Site¶
The Site model represents a crawled website and its configuration.
Overview¶
Site stores:
- Site identification (ID, name)
- Seed URLs for crawling
- Domain restrictions
- Crawl statistics
- Timestamps
Usage¶
Creating a Site¶
Sites are typically created automatically during crawling:
Python
from datetime import datetime, timezone
from ragcrawl.models import Site
site = Site(
site_id="site_abc123",
name="Example Documentation",
seeds=["https://docs.example.com"],
allowed_domains=["docs.example.com"],
allowed_subdomains=True,
created_at=datetime.now(timezone.utc),
updated_at=datetime.now(timezone.utc),
)
Accessing Site Data¶
Python
# Get basic info
print(f"Site: {site.name}")
print(f"ID: {site.site_id}")
print(f"Seeds: {site.seeds}")
# Get statistics
print(f"Total pages: {site.total_pages}")
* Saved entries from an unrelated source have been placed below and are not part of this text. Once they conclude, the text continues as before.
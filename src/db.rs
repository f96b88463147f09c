use std::str::FromStr;

use sqlx::{
    sqlite::{SqliteConnectOptions, SqlitePoolOptions},
    SqlitePool,
};

use crate::AppResult;

pub async fn connect(url: &str, max_connections: u32) -> AppResult<SqlitePool> {
    let options = SqliteConnectOptions::from_str(url)?
        .create_if_missing(true)
        .foreign_keys(true);

    let db_pool = SqlitePoolOptions::new()
        .max_connections(max_connections)
        .connect_with(options)
        .await?;

    migrate(&db_pool).await?;
    Ok(db_pool)
}

/// A private in-memory database behind a single connection that never
/// expires, with the schema applied.
pub async fn in_memory() -> AppResult<SqlitePool> {
    let options = SqliteConnectOptions::from_str("sqlite::memory:")?.foreign_keys(true);

    let db_pool = SqlitePoolOptions::new()
        .max_connections(1)
        .idle_timeout(None)
        .max_lifetime(None)
        .connect_with(options)
        .await?;

    migrate(&db_pool).await?;
    Ok(db_pool)
}

pub async fn migrate(db_pool: &SqlitePool) -> AppResult<()> {
    sqlx::migrate!("./migrations").run(db_pool).await?;
    Ok(())
}

pub fn is_unique_violation(err: &sqlx::Error) -> bool {
    err.as_database_error()
        .is_some_and(|db_err| db_err.is_unique_violation())
}

pub fn new_id() -> String {
    uuid::Uuid::now_v7().to_string()
}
print(f"Total runs: {site.total_runs}")
# Check timestamps
print(f"Created: {site.created_at}")
print(f"Last crawl: {site.last_crawl_at}")
Listing Sites¶
Python
from ragcrawl.storage import create_storage_backend
backend = create_storage_backend(storage_config)
backend.initialize()
sites = backend.list_sites()
for site in sites:
print(f"{site.site_id}: {site.name} ({site.total_pages} pages)")
Fields¶
| Field | Type | Description |
|---|---|---|
site_id |
str | Unique site identifier |
name |
str | Human-readable name |
seeds |
list[str] | Starting URLs |
allowed_domains |
list[str] | Domains to crawl |
allowed_subdomains |
bool | Allow subdomains |
config |
dict | Configuration snapshot |
created_at |
datetime | Creation time |
updated_at |
datetime | Last update time |
last_crawl_at |
datetime | Last crawl time |
last_sync_at |
datetime | Last sync time |
total_pages |
int | Total pages crawled |
total_runs |
int | Total crawl runs |
is_active |
bool | Site is active |
API Reference¶
Site
¶
Bases: BaseModel
Represents a website/crawl target with its configuration.
Stores the configuration snapshot and metadata for a crawl target.